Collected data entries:
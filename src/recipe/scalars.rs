//! Leaf recipes for host scalars and for [`Element`] itself.
use anyhow::{anyhow, bail};

use crate::descriptor::{Kind, Mapped, TypeDescriptor};
use crate::element::Element;
use crate::recipe::Recipe;

fn number_of(element: &Element) -> anyhow::Result<crate::element::Number> {
    element
        .as_number()
        .ok_or_else(|| anyhow!("expected a number, found {}", element.shape()))
}

fn is_integral(element: &Element) -> bool {
    element.as_number().is_some_and(|n| n.as_i128().is_some())
}

macro_rules! integers {
    ($($ty:ty => $wide:ty),+ $(,)?) => {$(
        impl Mapped for $ty {
            fn descriptor() -> TypeDescriptor {
                TypeDescriptor::of::<Self>(Kind::Scalar)
            }

            fn recipes() -> Vec<Recipe> {
                vec![Recipe::scalar::<Self>(stringify!($ty)).leaf(
                    is_integral,
                    |element| {
                        let n = number_of(element)?
                            .as_i128()
                            .ok_or_else(|| anyhow!("expected an integer, found {}", element.shape()))?;
                        <$ty>::try_from(n).map_err(|_| anyhow!("{n} is out of range for {}", stringify!($ty)))
                    },
                    |v| Ok(Element::from(<$wide>::try_from(*v)?)),
                )]
            }
        }
    )+};
}

integers!(
    i8 => i8, i16 => i16, i32 => i32, i64 => i64, isize => i64,
    u8 => u8, u16 => u16, u32 => u32, u64 => u64, usize => u64,
);

impl Mapped for f64 {
    fn descriptor() -> TypeDescriptor {
        TypeDescriptor::of::<Self>(Kind::Scalar)
    }

    fn recipes() -> Vec<Recipe> {
        vec![Recipe::scalar::<Self>("f64").leaf(
            Element::is_number,
            |element| Ok(number_of(element)?.as_f64()),
            |v| Ok(Element::from(*v)),
        )]
    }
}

impl Mapped for f32 {
    fn descriptor() -> TypeDescriptor {
        TypeDescriptor::of::<Self>(Kind::Scalar)
    }

    fn recipes() -> Vec<Recipe> {
        vec![Recipe::scalar::<Self>("f32").leaf(
            Element::is_number,
            |element| Ok(number_of(element)?.as_f64() as f32),
            |v| Ok(Element::from(*v)),
        )]
    }
}

impl Mapped for bool {
    fn descriptor() -> TypeDescriptor {
        TypeDescriptor::of::<Self>(Kind::Scalar)
    }

    fn recipes() -> Vec<Recipe> {
        vec![Recipe::scalar::<Self>("bool").leaf(
            Element::is_boolean,
            |element| {
                element
                    .as_bool()
                    .ok_or_else(|| anyhow!("expected a boolean, found {}", element.shape()))
            },
            |v| Ok(Element::from(*v)),
        )]
    }
}

impl Mapped for String {
    fn descriptor() -> TypeDescriptor {
        TypeDescriptor::of::<Self>(Kind::Scalar)
    }

    fn recipes() -> Vec<Recipe> {
        vec![Recipe::scalar::<Self>("string").leaf(
            Element::is_string,
            |element| Ok(expect_str(element)?.to_owned()),
            |v| Ok(Element::from(v.as_str())),
        )]
    }
}

impl Mapped for char {
    fn descriptor() -> TypeDescriptor {
        TypeDescriptor::of::<Self>(Kind::Scalar)
    }

    fn recipes() -> Vec<Recipe> {
        vec![Recipe::scalar::<Self>("char").leaf(
            |element| element.as_str().is_some_and(|s| s.chars().count() == 1),
            |element| {
                let s = expect_str(element)?;
                let mut chars = s.chars();
                match (chars.next(), chars.next()) {
                    (Some(c), None) => Ok(c),
                    _ => bail!("expected a single character, found {s:?}"),
                }
            },
            |v| Ok(Element::from(*v)),
        )]
    }
}

impl Mapped for () {
    fn descriptor() -> TypeDescriptor {
        TypeDescriptor::of::<Self>(Kind::Scalar).nullable()
    }

    fn recipes() -> Vec<Recipe> {
        vec![Recipe::scalar::<Self>("unit").leaf(Element::is_null, |_| Ok(()), |_| Ok(Element::Null))]
    }
}

/// The dynamic element type: any element, taken as is. Composites keep their
/// identity both ways.
impl Mapped for Element {
    fn descriptor() -> TypeDescriptor {
        TypeDescriptor::of::<Self>(Kind::Any)
    }

    fn recipes() -> Vec<Recipe> {
        vec![Recipe::scalar::<Self>("element").leaf(|_| true, |element| Ok(element.clone()), |v| Ok(v.clone()))]
    }

    fn identity(&self) -> Option<usize> {
        Element::identity(self)
    }
}

pub(crate) fn expect_str(element: &Element) -> anyhow::Result<&str> {
    element
        .as_str()
        .ok_or_else(|| anyhow!("expected a string, found {}", element.shape()))
}

#[cfg(test)]
mod tests {
    use super::*;
    use crate::element::Number;
    use crate::recipe::{Assembly, Decompose};

    fn read<T: Mapped>(element: Element) -> anyhow::Result<T> {
        let recipe = T::recipes().remove(0);
        let Assembly::Leaf(read) = &recipe.assembly else {
            panic!("scalar recipes are leaves");
        };
        read(&element)?.take::<T>()
    }

    fn write<T: Mapped>(value: T) -> Element {
        let recipe = T::recipes().remove(0);
        let Some(Decompose::Leaf(write)) = &recipe.decompose else {
            panic!("scalar recipes write leaves");
        };
        write(&value).unwrap().unwrap()
    }

    #[test]
    fn integers_are_range_checked() {
        assert_eq!(read::<u8>(Element::from(200i64)).unwrap(), 200);
        let err = read::<u8>(Element::from(300i64)).unwrap_err();
        assert!(err.to_string().contains("out of range for u8"));
        assert_eq!(read::<i64>(Element::from(3.0f64)).unwrap(), 3);
        assert!(read::<i64>(Element::from(3.5f64)).is_err());
    }

    #[test]
    fn leaves_write_their_natural_width() {
        assert!(matches!(write(7u16), Element::Number(Number::U16(7))));
        assert!(matches!(write(7usize), Element::Number(Number::U64(7))));
        assert_eq!(write('x'), Element::from("x"));
        assert_eq!(write(()), Element::Null);
    }

    #[test]
    fn char_needs_exactly_one_character() {
        assert_eq!(read::<char>(Element::from("é")).unwrap(), 'é');
        assert!(read::<char>(Element::from("ab")).is_err());
        let recipe = char::recipes().remove(0);
        assert_eq!(recipe.expected_len(&Element::from("ab")), None);
    }

    #[test]
    fn element_recipe_keeps_identity() {
        let list = Element::from(vec![1, 2]);
        let back = read::<Element>(list.clone()).unwrap();
        assert!(back.same(&list));
        assert_eq!(Mapped::identity(&back), list.identity());
    }
}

TASK PROMPT — Could you transcribe every entry exactly, without altering anything?

RESULT OF THIS EXERCISE —
filename src/recipe/scalars.rs
//! Leaf recipes for host scalars and for [`Element`] itself.
use anyhow::{anyhow, bail};

use crate::descriptor::{Kind, Mapped, TypeDescriptor};
use crate::element::Element;
use crate::recipe::Recipe;

fn number_of(element: &Element) -> anyhow::Result<crate::element::Number> {
    element
        .as_number()
        .ok_or_else(|| anyhow!("expected a number, found {}", element.shape()))
}

fn is_integral(element: &Element) -> bool {
    element.as_number().is_some_and(|n| n.as_i128().is_some())
}

macro_rules! integers {
    ($($ty:ty => $wide:ty),+ $(,)?) => {$(
        impl Mapped for $ty {
            fn descriptor() -> TypeDescriptor {
                TypeDescriptor::of::<Self>(Kind::Scalar)
            }

            fn recipes() -> Vec<Recipe> {
                vec![Recipe::scalar::<Self>(stringify!($ty)).leaf(
                    is_integral,
                    |element| {
                        let n = number_of(element)?
                            .as_i128()
                            .ok_or_else(|| anyhow!("expected an integer, found {}", element.shape()))?;
                        <$ty>::try_from(n).map_err(|_| anyhow!("{n} is out of range for {}", stringify!($ty)))
                    },
                    |v| Ok(Element::from(<$wide>::try_from(*v)?)),
                )]
            }
        }
    )+};
}

integers!(
    i8 => i8, i16 => i16, i32 => i32, i64 => i64, isize => i64,
    u8 => u8, u16 => u16, u32 => u32, u64 => u64, usize => u64,
);

impl Mapped for f64 {
    fn descriptor() -> TypeDescriptor {
        TypeDescriptor::of::<Self>(Kind::Scalar)
    }

    fn recipes() -> Vec<Recipe> {
        vec![Recipe::scalar::<Self>("f64").leaf(
            Element::is_number,
            |element| Ok(number_of(element)?.as_f64()),
            |v| Ok(Element::from(*v)),
        )]
    }
}

impl Mapped for f32 {
    fn descriptor() -> TypeDescriptor {
        TypeDescriptor::of::<Self>(Kind::Scalar)
    }

    fn recipes() -> Vec<Recipe> {
        vec![Recipe::scalar::<Self>("f32").leaf(
            Element::is_number,
            |element| Ok(number_of(element)?.as_f64() as f32),
            |v| Ok(Element::from(*v)),
        )]
    }
}

impl Mapped for bool {
    fn descriptor() -> TypeDescriptor {
        TypeDescriptor::of::<Self>(Kind::Scalar)
    }

    fn recipes() -> Vec<Recipe> {
        vec![Recipe::scalar::<Self>("bool").leaf(
            Element::is_boolean,
            |element| {
                element
                    .as_bool()
                    .ok_or_else(|| anyhow!("expected a boolean, found {}", element.shape()))
            },
            |v| Ok(Element::from(*v)),
        )]
    }
}

impl Mapped for String {
    fn descriptor() -> TypeDescriptor {
        TypeDescriptor::of::<Self>(Kind::Scalar)
    }

    fn recipes() -> Vec<Recipe> {
        vec![Recipe::scalar::<Self>("string").leaf(
            Element::is_string,
            |element| Ok(expect_str(element)?.to_owned()),
            |v| Ok(Element::from(v.as_str())),
        )]
    }
}

impl Mapped for char {
    fn descriptor() -> TypeDescriptor {
        TypeDescriptor::of::<Self>(Kind::Scalar)
    }

    fn recipes() -> Vec<Recipe> {
        vec![Recipe::scalar::<Self>("char").leaf(
            |element| element.as_str().is_some_and(|s| s.chars().count() == 1),
            |element| {
                let s = expect_str(element)?;
                let mut chars = s.chars();
                match (chars.next(), chars.next()) {
                    (Some(c), None) => Ok(c),
                    _ => bail!("expected a single character, found {s:?}"),
                }
            },
            |v| Ok(Element::from(*v)),
        )]
    }
}

impl Mapped for () {
    fn descriptor() -> TypeDescriptor {
        TypeDescriptor::of::<Self>(Kind::Scalar).nullable()
    }

    fn recipes() -> Vec<Recipe> {
        vec![Recipe::scalar::<Self>("unit").leaf(Element::is_null, |_| Ok(()), |_| Ok(Element::Null))]
    }
}

/// The dynamic element type: any element, taken as is. Composites keep their
/// identity both ways.
impl Mapped for Element {
    fn descriptor() -> TypeDescriptor {
        TypeDescriptor::of::<Self>(Kind::Any)
    }

    fn recipes() -> Vec<Recipe> {
        vec![Recipe::scalar::<Self>("element").leaf(|_| true, |element| Ok(element.clone()), |v| Ok(v.clone()))]
    }

    fn identity(&self) -> Option<usize> {
        Element::identity(self)
    }
}

pub(crate) fn expect_str(element: &Element) -> anyhow::Result<&str> {
    element
        .as_str()
        .ok_or_else(|| anyhow!("expected a string, found {}", element.shape()))
}

#[cfg(test)]
mod tests {
    use super::*;
    use crate::element::Number;
    use crate::recipe::{Assembly, Decompose};

    fn read<T: Mapped>(element: Element) -> anyhow::Result<T> {
        let recipe = T::recipes().remove(0);
        let Assembly::Leaf(read) = &recipe.assembly else {
            panic!("scalar recipes are leaves");
        };
        read(&element)?.take::<T>()
    }

    fn write<T: Mapped>(value: T) -> Element {
        let recipe = T::recipes().remove(0);
        let Some(Decompose::Leaf(write)) = &recipe.decompose else {
            panic!("scalar recipes write leaves");
        };
        write(&value).unwrap().unwrap()
    }

    #[test]
    fn integers_are_range_checked() {
        assert_eq!(read::<u8>(Element::from(200i64)).unwrap(), 200);
        let err = read::<u8>(Element::from(300i64)).unwrap_err();
        assert!(err.to_string().contains("out of range for u8"));
        assert_eq!(read::<i64>(Element::from(3.0f64)).unwrap(), 3);
        assert!(read::<i64>(Element::from(3.5f64)).is_err());
    }

    #[test]
    fn leaves_write_their_natural_width() {
        assert!(matches!(write(7u16), Element::Number(Number::U16(7))));
        assert!(matches!(write(7usize), Element::Number(Number::U64(7))));
        assert_eq!(write('x'), Element::from("x"));
        assert_eq!(write(()), Element::Null);
    }

    #[test]
    fn char_needs_exactly_one_character() {
        assert_eq!(read::<char>(Element::from("é")).unwrap(), 'é');
        assert!(read::<char>(Element::from("ab")).is_err());
        let recipe = char::recipes().remove(0);
        assert_eq!(recipe.expected_len(&Element::from("ab")), None);
    }

    #[test]
    fn element_recipe_keeps_identity() {
        let list = Element::from(vec![1, 2]);
        let back = read::<Element>(list.clone()).unwrap();
        assert!(back.same(&list));
        assert_eq!(Mapped::identity(&back), list.identity());
    }
}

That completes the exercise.